Internet access is a key driver of spending in most segments. Increased broadband penetration will boost wired access while growing smartphone penetration and wireless network upgrades will drive mobile access. Spending on wired and mobile Internet access will rise from $228 billion in 2009 to $351 billion in 2014.
PwC expects a relatively flat market in aggregate global advertising and consumer/end-user spending in 2010, improved growth in 2011 and a return to mid-single-digit gains during 2014. Overall global advertising will increase at a 4.2% CAR from $406 billion in 2009 to $498 billion in 2014. Overall consumer/end-user spending will rise from $688 billion in 2009 to $842 billion in 2014, a 4.1% compound annual increase.
Globally, the video game market will grow from $52.5 billion in 2009 to $86.8 billion in 2014, growing at a compound growth rate of 10.6 per cent. This will make it the second fastest-growing segment of E&M behind internet advertising wired and mobile, but will be the fastest-growing consumer/end user segment ahead of TV subscriptions and license fees.
The global television subscription and license fee market will increase from $185.9 billion in 2009 to $258.1 billion in 2014, a CAGR of 6.8%. This will outpace TV advertising, which will grow at a CAGR of 5.7%. The biggest component of this market is subscription spending and this will increase at 7.5% CAR to $210.8 billion in 2014. Asia Pacific will be the fastest-growing region with a 10% compound annual increase rising to $47.1 billion in 2014 from $29.2 billion in 2009.
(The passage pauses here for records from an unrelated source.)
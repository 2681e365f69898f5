// Copyright (c) 2025 woxQAQ
//
// Licensed under the MIT License or Apache License 2.0
// See LICENSE files for details

//! # Database connection
//!
//! Bundles the metadata source of one connection with its default schema and
//! configuration. The configuration sits behind a lock so that callers can
//! swap it (for instance the primary key filter) while table metadata objects
//! hold on to the connection.

use std::sync::{Arc, PoisonError, RwLock};

use crate::config::DatabaseConfig;
use crate::error::CatalogResult;
use crate::r#trait::MetadataSource;

/// Metadata source, default schema and configuration of one connection
#[derive(Debug)]
pub struct DatabaseConnection {
    source: Arc<dyn MetadataSource>,
    schema: Option<String>,
    config: RwLock<DatabaseConfig>,
}

impl DatabaseConnection {
    /// Create a connection with the default configuration
    ///
    /// # Arguments
    ///
    /// * `source` - Catalog query surface of the live database
    /// * `schema` - Schema used for unqualified table names
    pub fn new(source: Arc<dyn MetadataSource>, schema: Option<&str>) -> Self {
        Self::with_config(source, schema, DatabaseConfig::default())
    }

    /// Create a connection with a custom configuration
    pub fn with_config(
        source: Arc<dyn MetadataSource>,
        schema: Option<&str>,
        config: DatabaseConfig,
    ) -> Self {
        Self {
            source,
            schema: schema.filter(|s| !s.is_empty()).map(str::to_string),
            config: RwLock::new(config),
        }
    }

    /// Default schema for unqualified table names
    pub fn schema(&self) -> Option<&str> {
        self.schema.as_deref()
    }

    pub fn source(&self) -> &dyn MetadataSource {
        self.source.as_ref()
    }

    /// Snapshot of the current configuration
    pub fn config(&self) -> DatabaseConfig {
        self.config
            .read()
            .unwrap_or_else(PoisonError::into_inner)
            .clone()
    }

    /// Replace the configuration
    pub fn set_config(&self, config: DatabaseConfig) {
        *self.config.write().unwrap_or_else(PoisonError::into_inner) = config;
    }

    /// Modify the configuration in place
    pub fn update_config(&self, update: impl FnOnce(&mut DatabaseConfig)) {
        let mut config = self.config.write().unwrap_or_else(PoisonError::into_inner);
        update(&mut config);
    }

    /// Product name reported by the database
    pub fn database_product_name(&self) -> CatalogResult<String> {
        self.source.database_product_name()
    }
}
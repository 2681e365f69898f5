// Copyright (c) 2025 woxQAQ
//
// Licensed under the MIT License or Apache License 2.0
// See LICENSE files for details

//! # Error types for Catalog operations
//!
//! This module defines the error types used throughout the catalog layer.
//! Nothing in this crate retries; every failure surfaces to the immediate caller.

use serde::Serialize;
use thiserror::Error;

/// Result type alias for Catalog operations
pub type CatalogResult<T> = Result<T, CatalogError>;

/// Errors that can occur during Catalog operations
#[derive(Debug, Error, Clone, Serialize)]
pub enum CatalogError {
    /// Failed to connect to the database
    #[error("Failed to connect to database: {0}")]
    ConnectionFailed(String),

    /// A metadata source failed to run a catalog query
    #[error("Query execution failed: {0}")]
    QueryFailed(String),

    /// Malformed identifier or argument supplied by the caller
    #[error("Invalid argument: {0}")]
    InvalidArgument(String),

    /// Catalog query failed while resolving metadata for a table
    #[error("Metadata query failed for table '{table}' (schema: {schema:?}): {source}")]
    MetadataQueryFailure {
        schema: Option<String>,
        table: String,
        #[source]
        source: Box<CatalogError>,
    },

    /// Requested column is not part of the resolved column set
    #[error("Column '{column}' not found in table '{table}' (available: {available:?})")]
    NoSuchColumn {
        table: String,
        column: String,
        available: Vec<String>,
    },

    /// Operation not possible in the current metadata state
    #[error("Illegal state: {0}")]
    IllegalState(String),

    /// Configured data type factory cannot be used
    #[error("Invalid data type factory configuration: {0}")]
    InvalidTypeFactoryConfiguration(String),

    /// Invalid catalog configuration
    #[error("Invalid catalog configuration: {0}")]
    ConfigurationError(String),

    /// The specified feature is not supported by this catalog implementation
    #[error("Feature not supported: {0}")]
    NotSupported(String),
}

impl CatalogError {
    /// Wrap a raw source failure with the table it was resolving
    pub fn metadata_query(schema: Option<&str>, table: &str, source: CatalogError) -> Self {
        CatalogError::MetadataQueryFailure {
            schema: schema.map(str::to_string),
            table: table.to_string(),
            source: Box::new(source),
        }
    }
}

#[cfg(test)]
mod tests {
    use super::*;

    #[test]
    fn test_metadata_query_failure_keeps_context() {
        let err = CatalogError::metadata_query(
            Some("APP"),
            "USERS",
            CatalogError::QueryFailed("permission denied".to_string()),
        );
        let message = err.to_string();
        assert!(message.contains("USERS"));
        assert!(message.contains("APP"));
        assert!(message.contains("permission denied"));
        assert!(std::error::Error::source(&err).is_some());
    }

    #[test]
    fn test_no_such_column_lists_available() {
        let err = CatalogError::NoSuchColumn {
            table: "USERS".to_string(),
            column: "PHONE".to_string(),
            available: vec!["ID".to_string(), "NAME".to_string()],
        };
        assert!(err.to_string().contains("\"ID\""));
    }
}
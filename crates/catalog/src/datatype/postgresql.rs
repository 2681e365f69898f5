// Copyright (c) 2025 woxQAQ
//
// Licensed under the MIT License or Apache License 2.0
// See LICENSE files for details

use dbfixture_types::DataType;

use super::{DataTypeFactory, length_or_size};

const POSTGRESQL_PRODUCTS: &[&str] = &["PostgreSQL"];

/// Factory for PostgreSQL type names
///
/// Handles both the SQL standard spellings (`character varying`) and the
/// internal aliases (`int4`, `float8`). Array types (`integer[]`) map to
/// [`DataType::Array`] of their element type.
#[derive(Debug, Clone, Copy, Default)]
pub struct PostgresqlDataTypeFactory;

impl DataTypeFactory for PostgresqlDataTypeFactory {
    fn name(&self) -> &'static str {
        "postgresql"
    }

    fn create_data_type(&self, type_name: &str, column_size: Option<u32>) -> DataType {
        let type_lower = type_name.trim().to_lowercase();

        if let Some(element) = type_lower.strip_suffix("[]") {
            return match self.create_data_type(element, column_size) {
                DataType::Unknown => DataType::Unknown,
                element => DataType::Array(Box::new(element)),
            };
        }
        // information_schema reports arrays with a leading underscore udt name
        if let Some(element) = type_lower.strip_prefix('_') {
            return match self.create_data_type(element, column_size) {
                DataType::Unknown => DataType::Unknown,
                element => DataType::Array(Box::new(element)),
            };
        }

        // digits are part of the alias names (int4, float8)
        let base: String = type_lower
            .chars()
            .take_while(|c| c.is_alphanumeric() || *c == ' ')
            .collect();

        match base.trim() {
            "character" | "char" | "bpchar" => {
                DataType::Char(length_or_size(&type_lower, column_size))
            }
            "character varying" | "varchar" => {
                DataType::Varchar(length_or_size(&type_lower, column_size))
            }
            "text" => DataType::Text,

            // Boolean
            "boolean" | "bool" => DataType::Boolean,

            // Integer types
            "smallint" | "int2" | "smallserial" => DataType::SmallInt,
            "integer" | "int" | "int4" | "serial" => DataType::Integer,
            "bigint" | "int8" | "bigserial" => DataType::BigInt,

            // Decimal types
            "numeric" | "decimal" => DataType::Decimal,
            "real" | "float4" => DataType::Float,
            "double precision" | "float8" => DataType::Double,

            // Binary types
            "bytea" => DataType::Binary,

            // Date/Time types
            "date" => DataType::Date,
            "time" | "time without time zone" => DataType::Time,
            "timetz" | "time with time zone" => {
                DataType::Other("time with time zone".to_string())
            }
            "timestamp" | "timestamp without time zone" => DataType::Timestamp,
            "timestamptz" | "timestamp with time zone" => {
                DataType::Other("timestamp with time zone".to_string())
            }
            "interval" => DataType::Other("interval".to_string()),

            // JSON types (PostgreSQL has both json and jsonb)
            "json" | "jsonb" => DataType::Json,

            "uuid" => DataType::Uuid,

            "cidr" | "inet" | "macaddr" | "xml" => DataType::Other(type_lower.clone()),

            _ => DataType::Unknown,
        }
    }

    fn valid_db_products(&self) -> Option<&[&'static str]> {
        Some(POSTGRESQL_PRODUCTS)
    }
}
Total global spending on consumer magazines fell by 10.6% in 2009. We project an additional 2.7% decrease in 2010, a flat market in 2011, and modest growth during 2012–14. As a result, spending will total $74 billion in 2014, up 0.7% compounded annually from $71.5 billion in 2009.
Electronic educational books will grow at a CAGR of 36.5% globally throughout the forecast period yet will still only account for less than 6% of global spend on educational books in 2014.